Blog: Why Morrisons is driving debate over prices
Dean Best | 11 February 2008
The onset of rising commodity costs is old news. However, the debate over who will pay the bill is beginning to heat up.
In the UK last week, Marks & Spencer was accused of being “brutal” in its latest round of negotiations with suppliers. The retailer, which saw food sales dip over Christmas and the New Year, is alleged to be demanding deeper discounts and a greater contribution from suppliers towards marketing and advertising.
Now, food manufacturers are loathe to speak about their relationship with retailers. Questions on the subject are normally met with a resigned sigh, variations on the word “tough” and not much else.

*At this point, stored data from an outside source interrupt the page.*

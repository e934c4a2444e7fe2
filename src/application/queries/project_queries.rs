//! Project Queries

use uuid::Uuid;

/// 获取企划详情
#[derive(Debug, Clone)]
pub struct GetProject {
    pub project_id: Uuid,
}

/// 列出全部企划（按更新时间倒序）
#[derive(Debug, Clone)]
pub struct ListProjects;

#[derive(Debug, Clone)]
pub struct ListCharacters {
    pub project_id: Uuid,
}

#[derive(Debug, Clone)]
pub struct GetPlot {
    pub project_id: Uuid,
}

#[derive(Debug, Clone)]
pub struct GetSynopsis {
    pub project_id: Uuid,
}

/// 列出章节（按章节号升序）
#[derive(Debug, Clone)]
pub struct ListChapters {
    pub project_id: Uuid,
}

/// 列出分集（按编号升序）
#[derive(Debug, Clone)]
pub struct ListEpisodes {
    pub chapter_id: Uuid,
}

#[derive(Debug, Clone)]
pub struct GetDraft {
    pub chapter_id: Uuid,
}
//! Prompts - 提示词模板与模型输出解析
//!
//! - templates: 根据企划当前状态拼装各步骤的提示词
//! - parser: 从模型输出中提取 JSON（容忍代码块和前后说明文字）
//! - suggestions: 各步骤的生成结果类型

mod parser;
mod suggestions;
mod templates;

pub use parser::{parse_json, parse_list, plain_text, ParseError};
pub use suggestions::{
    CharacterSuggestion, ChapterOutline, EpisodeOutline, PlotSuggestion,
};
pub use templates::{
    chapters_prompt, characters_prompt, draft_prompt, episodes_prompt, plot_prompt,
    synopsis_prompt, StoryContext, SYSTEM_PROMPT,
};
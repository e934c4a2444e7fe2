//! Project Context - Value Objects

use serde::{Deserialize, Serialize};

use super::ProjectError;

/// 企划标题
#[derive(Debug, Clone, PartialEq, Eq, Serialize, Deserialize)]
pub struct Title(String);

impl Title {
    pub fn new(title: impl Into<String>) -> Result<Self, ProjectError> {
        let title = title.into().trim().to_string();
        if title.is_empty() {
            return Err(ProjectError::InvalidTitle("标题不能为空".to_string()));
        }
        if title.chars().count() > 200 {
            return Err(ProjectError::InvalidTitle(
                "标题长度不能超过200字符".to_string(),
            ));
        }
        Ok(Self(title))
    }

    pub fn as_str(&self) -> &str {
        &self.0
    }

    pub fn into_inner(self) -> String {
        self.0
    }
}

impl std::fmt::Display for Title {
    fn fmt(&self, f: &mut std::fmt::Formatter<'_>) -> std::fmt::Result {
        write!(f, "{}", self.0)
    }
}

/// 题材，空字符串视为未设置
#[derive(Debug, Clone, PartialEq, Eq, Default, Serialize, Deserialize)]
pub struct Genre(String);

impl Genre {
    pub fn new(genre: impl Into<String>) -> Self {
        Self(genre.into().trim().to_string())
    }

    pub fn as_str(&self) -> &str {
        &self.0
    }

    pub fn is_unset(&self) -> bool {
        self.0.is_empty()
    }

    /// 用于提示词，未设置时给出兜底描述
    pub fn describe(&self) -> &str {
        if self.is_unset() {
            "ジャンル未設定"
        } else {
            &self.0
        }
    }
}
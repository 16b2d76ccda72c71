//! Weave CLI - document inclusion resolver.
//!
//! Provides commands for:
//! - `resolve`: Expand include directives and write the result to stdout
//! - `check`: Resolve documents and fail on unresolved directives

mod commands;
mod error;
mod output;

use clap::{Parser, Subcommand};
use tracing_subscriber::EnvFilter;

use commands::{CheckArgs, ResolveArgs};
use output::Output;

/// Weave - document inclusion resolver.
#[derive(Parser)]
#[command(name = "weave", version, about)]
struct Cli {
    /// Enable info-level logging (otherwise `RUST_LOG` applies).
    #[arg(short, long, global = true)]
    verbose: bool,

    #[command(subcommand)]
    command: Commands,
}

#[derive(Subcommand)]
enum Commands {
    /// Resolve documents and write the expanded markup to stdout.
    Resolve(ResolveArgs),
    /// Resolve documents and report unresolved directives.
    Check(CheckArgs),
}

fn main() {
    let cli = Cli::parse();
    let output = Output::new();

    let filter = if cli.verbose {
        EnvFilter::new("info")
    } else {
        EnvFilter::from_default_env()
    };
    tracing_subscriber::fmt()
        .with_env_filter(filter)
        .with_writer(std::io::stderr)
        .init();

    let result = match cli.command {
        Commands::Resolve(args) => args.execute(&output),
        Commands::Check(args) => args.execute(&output),
    };

    if let Err(err) = result {
        output.error(&format!("Error: {err}"));
        std::process::exit(1);
    }
}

However, the fact that squeaks of disapproval, under the condition of anonymity, were heard last week about M&S speaks volumes for competition in the UK. Competition among UK food retailers is as fierce as ever. Grocers, seeing signs that consumers are demanding value as they tighten their belts, are striking a tough stance with suppliers. To simply pass on suppliers’ rising costs to consumers would be commercial suicide, they argue. For food manufacturers, however, the need for some accommodation from retailers is becoming ever-more critical.

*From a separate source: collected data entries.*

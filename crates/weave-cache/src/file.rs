//! File-backed cache.
//!
//! Each bucket is a directory under the cache root and each entry a single
//! file named after its escaped key:
//!
//! ```text
//! {root}/
//! +-- VERSION
//! +-- resolved/
//!     +-- 3f2a...e1        # [etag_len: u32 LE][etag][value]
//! ```
//!
//! Entries are written to a temporary file and renamed into place, so a
//! reader never sees a half-written value. A `VERSION` mismatch on open wipes
//! the whole directory.

use std::fs::{self, File};
use std::io::{self, Read};
use std::path::{Path, PathBuf};

use percent_encoding::{AsciiSet, NON_ALPHANUMERIC, utf8_percent_encode};

use crate::{Cache, CacheBucket};

const VERSION_FILE: &str = "VERSION";

/// Bytes escaped in entry file names: everything except `[A-Za-z0-9_-]`.
const KEY_SET: &AsciiSet = &NON_ALPHANUMERIC.remove(b'-').remove(b'_');

/// [`Cache`] rooted at a directory on disk.
pub struct FileCache {
    root: PathBuf,
}

impl FileCache {
    /// Open the cache at `root`, wiping it if it was written by another
    /// `version`. I/O failures are logged and leave the cache usable as a
    /// miss-only store.
    #[must_use]
    pub fn new(root: PathBuf, version: &str) -> Self {
        ensure_version(&root, version);
        Self { root }
    }

    /// Cache root directory.
    #[must_use]
    pub fn root(&self) -> &Path {
        &self.root
    }
}

impl Cache for FileCache {
    fn bucket(&self, name: &str) -> Box<dyn CacheBucket> {
        Box::new(FileCacheBucket {
            dir: self.root.join(escape_key(name)),
        })
    }
}

struct FileCacheBucket {
    dir: PathBuf,
}

impl FileCacheBucket {
    fn entry_path(&self, key: &str) -> PathBuf {
        self.dir.join(escape_key(key))
    }
}

impl CacheBucket for FileCacheBucket {
    fn get(&self, key: &str, etag: &str) -> Option<Vec<u8>> {
        let mut file = File::open(self.entry_path(key)).ok()?;

        let mut len = [0u8; 4];
        file.read_exact(&mut len).ok()?;
        let mut stored_etag = vec![0u8; u32::from_le_bytes(len) as usize];
        file.read_exact(&mut stored_etag).ok()?;

        if !etag.is_empty() && stored_etag != etag.as_bytes() {
            return None;
        }

        let mut value = Vec::new();
        file.read_to_end(&mut value).ok()?;
        Some(value)
    }

    fn set(&self, key: &str, etag: &str, value: &[u8]) {
        let Ok(etag_len) = u32::try_from(etag.len()) else {
            return;
        };
        if let Err(e) = fs::create_dir_all(&self.dir) {
            tracing::warn!(dir = %self.dir.display(), "Failed to create cache bucket: {e}");
            return;
        }

        let mut buf = Vec::with_capacity(4 + etag.len() + value.len());
        buf.extend_from_slice(&etag_len.to_le_bytes());
        buf.extend_from_slice(etag.as_bytes());
        buf.extend_from_slice(value);

        let path = self.entry_path(key);
        let tmp = path.with_extension("tmp");
        let result = fs::write(&tmp, &buf).and_then(|()| fs::rename(&tmp, &path));
        if let Err(e) = result {
            tracing::warn!(path = %path.display(), "Failed to write cache entry: {e}");
            let _ = fs::remove_file(&tmp);
        }
    }

    fn remove(&self, key: &str) {
        let path = self.entry_path(key);
        match fs::remove_file(&path) {
            Err(e) if e.kind() != io::ErrorKind::NotFound => {
                tracing::warn!(path = %path.display(), "Failed to remove cache entry: {e}");
            }
            _ => {}
        }
    }
}

/// Map a key to a single safe file name.
///
/// Anything outside `[A-Za-z0-9_-]` is percent-escaped, which keeps keys
/// containing `/` or `..` inside the bucket directory.
fn escape_key(key: &str) -> String {
    utf8_percent_encode(key, KEY_SET).to_string()
}

fn ensure_version(root: &Path, version: &str) {
    let version_file = root.join(VERSION_FILE);

    match fs::read_to_string(&version_file) {
        Ok(stored) if stored == version => {
            tracing::debug!(version, "Cache version matches");
            return;
        }
        Ok(stored) => {
            tracing::info!(stored = %stored, current = version, "Cache version changed, wiping cache");
        }
        Err(_) => tracing::info!(root = %root.display(), "Initializing cache"),
    }

    if root.exists()
        && let Err(e) = fs::remove_dir_all(root)
    {
        tracing::warn!("Failed to remove cache directory: {e}");
    }
    if let Err(e) = fs::create_dir_all(root) {
        tracing::warn!("Failed to create cache directory: {e}");
        return;
    }
    if let Err(e) = fs::write(&version_file, version) {
        tracing::warn!("Failed to write cache VERSION file: {e}");
    }
}

#[cfg(test)]
mod tests {
    use pretty_assertions::assert_eq;
    use tempfile::TempDir;

    use super::*;

    fn open(tmp: &TempDir, version: &str) -> FileCache {
        FileCache::new(tmp.path().join("cache"), version)
    }

    #[test]
    fn test_set_get_and_etag_validation() {
        let tmp = TempDir::new().unwrap();
        let bucket = open(&tmp, "v1").bucket("resolved");

        bucket.set("index.xml", "opts-1", b"<page/>");

        assert_eq!(bucket.get("index.xml", "opts-1"), Some(b"<page/>".to_vec()));
        assert_eq!(bucket.get("index.xml", "opts-2"), None);
        assert_eq!(bucket.get("index.xml", ""), Some(b"<page/>".to_vec()));
    }

    #[test]
    fn test_overwrite_and_remove() {
        let tmp = TempDir::new().unwrap();
        let bucket = open(&tmp, "v1").bucket("resolved");

        bucket.set("k", "e1", b"first");
        bucket.set("k", "e2", b"second");
        assert_eq!(bucket.get("k", "e2"), Some(b"second".to_vec()));

        bucket.remove("k");
        assert_eq!(bucket.get("k", ""), None);
    }

    #[test]
    fn test_remove_missing_entry_is_noop() {
        let tmp = TempDir::new().unwrap();
        let bucket = open(&tmp, "v1").bucket("resolved");

        bucket.remove("never-written");
        bucket.set("k", "e", b"kept");
        bucket.remove("never-written");

        assert_eq!(bucket.get("k", "e"), Some(b"kept".to_vec()));
    }

    #[test]
    fn test_escape_key_keeps_safe_bytes() {
        assert_eq!(escape_key("index_v2-final"), "index_v2-final");
        assert_eq!(escape_key("a b/ü"), "a%20b%2F%C3%BC");
    }

    #[test]
    fn test_keys_with_separators_stay_in_bucket() {
        let tmp = TempDir::new().unwrap();
        let cache = open(&tmp, "v1");
        let bucket = cache.bucket("resolved");

        bucket.set("../pages/index.xml", "e", b"data");

        assert_eq!(bucket.get("../pages/index.xml", "e"), Some(b"data".to_vec()));
        let entries: Vec<_> = fs::read_dir(cache.root().join("resolved"))
            .unwrap()
            .map(|e| e.unwrap().file_name().into_string().unwrap())
            .collect();
        assert_eq!(entries, vec!["%2E%2E%2Fpages%2Findex%2Exml"]);
    }

    #[test]
    fn test_buckets_are_isolated() {
        let tmp = TempDir::new().unwrap();
        let cache = open(&tmp, "v1");

        cache.bucket("a").set("k", "e", b"alpha");
        cache.bucket("b").set("k", "e", b"beta");

        assert_eq!(cache.bucket("a").get("k", "e"), Some(b"alpha".to_vec()));
        assert_eq!(cache.bucket("b").get("k", "e"), Some(b"beta".to_vec()));
    }

    #[test]
    fn test_version_match_keeps_entries() {
        let tmp = TempDir::new().unwrap();
        open(&tmp, "v1").bucket("resolved").set("k", "e", b"kept");

        assert_eq!(
            open(&tmp, "v1").bucket("resolved").get("k", "e"),
            Some(b"kept".to_vec())
        );
    }

    #[test]
    fn test_version_mismatch_wipes_entries() {
        let tmp = TempDir::new().unwrap();
        open(&tmp, "v1").bucket("resolved").set("k", "e", b"stale");

        let cache = open(&tmp, "v2");

        assert_eq!(cache.bucket("resolved").get("k", "e"), None);
        assert_eq!(
            fs::read_to_string(cache.root().join(VERSION_FILE)).unwrap(),
            "v2"
        );
    }

    #[test]
    fn test_missing_root_is_created() {
        let tmp = TempDir::new().unwrap();
        let root = tmp.path().join("deeply/nested/cache");

        let _cache = FileCache::new(root.clone(), "v1");

        assert_eq!(fs::read_to_string(root.join(VERSION_FILE)).unwrap(), "v1");
    }
}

The resurgence of Morrisons, the UK’s fourth-largest retailer, is also a key factor in all this. Its success over Christmas was not just built on celebrity-endorsed TV ads but also well-targeted promotions. The company’s continued recovery is making the likes of Asda and Tesco nervous.
One supplier also enjoying a recovery is Unilever. Under the steady stewardship of chief executive Patrick Cescau, the soup-to-shampoo conglomerate is rebuilding after a rocky few years earlier on this decade. Unilever’s full-year results – and its acquisition of Russian ice cream business Inmarko – suggest the company is on the right-track.
Finally, we’d like to send our sincere condolences to the families, friends and colleagues of those who lost their lives or were injured in the explosion at a US sugar refinery last week. Business is business but some perspective is vital at times like these.